Musikalische Details und Denkanstöße

Beispielhaft führt der Dirigent danach vor, was das Publikum in den nächsten eineinhalb Stunden erwartet und lässt Sänger und Instrumentalisten einzelne Stellen kurz „anteasern“, ein interessanter Einstieg in den musikalischen Abend. Der Chor stehe bei Bach stellvertretend für die Gottesdienstbesucher, im Grund für alle Menschen, erzählt Alexander Ebert. In einer Streichersequenz sei das piksende Stroh des Stalls zu erkennen, die drei Kreuze der Tonart Fis- Moll in einer anderen Melodie symbolisierten wiederum den Grabhügel. So reiche die Botschaft des Oratoriums bis in die Passionszeit hinein.

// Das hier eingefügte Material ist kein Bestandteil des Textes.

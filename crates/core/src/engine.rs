//! Conversation engine contract and the Ultravox stand-in.

use crate::reply::{RawReply, Reply};
use async_trait::async_trait;
use secrecy::{ExposeSecret, SecretString};
use serde_json::json;
use tracing::{debug, warn};

/// Turns a captured utterance into a structured reply.
///
/// Implementations must not fail past this boundary: internal errors become a
/// spoken apology, or `None` when no reply can be produced at all. The caller
/// validates the shape of whatever comes back.
#[async_trait]
pub trait ConversationEngine: Send + Sync {
    /// Human readable service name, used in client-facing error messages.
    fn name(&self) -> &str;

    async fn process_audio(&self, audio: &[u8]) -> Option<RawReply>;
}

pub const NOT_UNDERSTOOD: &str = "I couldn't understand the audio. Could you please try again?";
pub const RESPONSE_FAILED: &str = "Sorry, I encountered an error generating a response.";

const SYSTEM_PROMPT: &str = r#"You are a voice assistant. Format all responses as JSON:
{
  "type": "speech" or "tool_call",
  "content": "..."
}"#;

/// Placeholder client for the Ultravox speech-understanding service.
///
/// Transcription always yields a fixed sentence and the "model" echoes it back
/// as speech, but the reply still goes through the same JSON parsing a real
/// model answer would.
pub struct UltravoxEngine {
    api_key: SecretString,
}

impl UltravoxEngine {
    pub fn new(api_key: SecretString) -> Self {
        Self { api_key }
    }

    pub fn system_prompt(&self) -> &str {
        SYSTEM_PROMPT
    }

    /// Transcribes `audio`. `None` means nothing usable was heard.
    pub async fn speech_to_text(&self, audio: &[u8]) -> Option<String> {
        if self.api_key.expose_secret().is_empty() {
            warn!("Ultravox API key is empty; skipping transcription");
            return None;
        }
        if audio.is_empty() {
            return None;
        }
        debug!(bytes = audio.len(), "Transcribing audio");
        Some("Placeholder text from speech".to_string())
    }

    /// Asks the model for a reply to `text`. Always returns a reply, falling
    /// back to a spoken apology when the model output can't be parsed.
    pub async fn get_response(&self, text: &str) -> RawReply {
        let model_output = json!({
            "type": "speech",
            "content": format!("I understood: {text}"),
        })
        .to_string();
        parse_model_output(&model_output)
    }
}

/// Parses a model answer formatted per the system prompt.
///
/// Anything that is not a well-formed reply falls back to the spoken
/// `RESPONSE_FAILED` apology.
pub fn parse_model_output(output: &str) -> RawReply {
    let raw = match serde_json::from_str::<RawReply>(output.trim()) {
        Ok(raw) => raw,
        Err(e) => {
            warn!(error = %e, "Model output was not a JSON reply");
            return RawReply::speech(RESPONSE_FAILED);
        }
    };
    match Reply::try_from(raw) {
        Ok(reply) => reply.into(),
        Err(e) => {
            warn!(error = %e, "Model output was not a valid reply");
            RawReply::speech(RESPONSE_FAILED)
        }
    }
}

#[async_trait]
impl ConversationEngine for UltravoxEngine {
    fn name(&self) -> &str {
        "UltraVox"
    }

    async fn process_audio(&self, audio: &[u8]) -> Option<RawReply> {
        match self.speech_to_text(audio).await {
            Some(text) => Some(self.get_response(&text).await),
            None => Some(RawReply::speech(NOT_UNDERSTOOD)),
        }
    }
}

#[cfg(test)]
mod tests {
    use super::*;

    fn engine() -> UltravoxEngine {
        UltravoxEngine::new(SecretString::from("test-key"))
    }

    #[tokio::test]
    async fn test_process_audio_echoes_transcript() {
        let reply = engine().process_audio(b"\x00\x01\x02\x03").await.unwrap();
        assert_eq!(
            Reply::try_from(reply),
            Ok(Reply::Speech {
                text: "I understood: Placeholder text from speech".into()
            })
        );
    }

    #[tokio::test]
    async fn test_empty_audio_gets_apology() {
        let reply = engine().process_audio(&[]).await.unwrap();
        assert_eq!(reply, RawReply::speech(NOT_UNDERSTOOD));
    }

    #[tokio::test]
    async fn test_missing_credentials_get_apology() {
        let engine = UltravoxEngine::new(SecretString::from(""));
        assert_eq!(engine.speech_to_text(b"abc").await, None);
        assert_eq!(
            engine.process_audio(b"abc").await,
            Some(RawReply::speech(NOT_UNDERSTOOD))
        );
    }

    #[test]
    fn test_parse_model_output() {
        assert_eq!(
            parse_model_output(r#"  {"type":"tool_call","content":"lights_on"} "#),
            RawReply::tool_call("lights_on")
        );
        assert_eq!(
            parse_model_output(r#"{"type":"audio","content":"hello"}"#),
            RawReply::speech("hello")
        );
        let malformed = [
            "Sure! Here you go.",
            "{}",
            r#"{"content":"x"}"#,
            r#"{"type":"speech"}"#,
            r#"{"type":"video","content":"hi"}"#,
            r#"{"type":"tool_call","content":{"tool":"lights"}}"#,
        ];
        for output in malformed {
            assert_eq!(
                parse_model_output(output),
                RawReply::speech(RESPONSE_FAILED),
                "{output} should fall back to the apology"
            );
        }
    }

    #[test]
    fn test_system_prompt_describes_reply_format() {
        let engine = engine();
        assert!(engine.system_prompt().contains("\"type\""));
        assert!(engine.system_prompt().contains("tool_call"));
    }
}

Passion werde aber verknüpft mit dem bedeutsamen Aufruf: „Seid froh dieweil!“. So singt es der Chor. „Man kann auch im Fis-Moll“ froh sein, sagt Ebert, der dem Publikum neben musikalischen Details damit auch Denkanstöße mit auf den Weg gibt. Was geschehen ist, zu reflektieren und neue Handlungsmöglichkeiten zu gewinnen, das sei die Kraft der Maria in der Geschichte, interpretiert er die vertonten Bibelworte, die besagten, dass die Mutter Jesu die von den Hirten vernommenen Worte in ihrem Herzen bewegt. Dann geht es los mit dem eigentlichen Konzert, zunächst mit der Arie aus Bachs Kirchenkantate BMV 151. „Süßer Trost, mein Jesus kommt“, singt Sopranistin Paula Kranjc zu den zarten Klängen von Streichern, Flöte und Cembalo, gefolgt vom satten Tenor Theodore Browns, der die bekannten Worte rezitiert: „Es begab sich aber zu der Zeit, dass ein Gebot von dem Kaiser Augusto ausging.“

In einem schönen Fluss wechseln sich Arie, Rezitativ und Choräle, Soloauftritte und Chorgesänge mit vertrauten Weihnachtsliedern, darunter „Wie soll ich dich empfangen“ oder „Brich an, o schönes Morgenlicht“. Die eigene Interpretation des jungen Dirigenten wäre nur dem Kenner aufgefallen. Applaus ist dem begabten in Weimar geborenen Musiker sicher und auch den anderen Akteuren auf der Bühne, ob Laienmusiker der Gesellschaft der Musikfreunde oder Profi.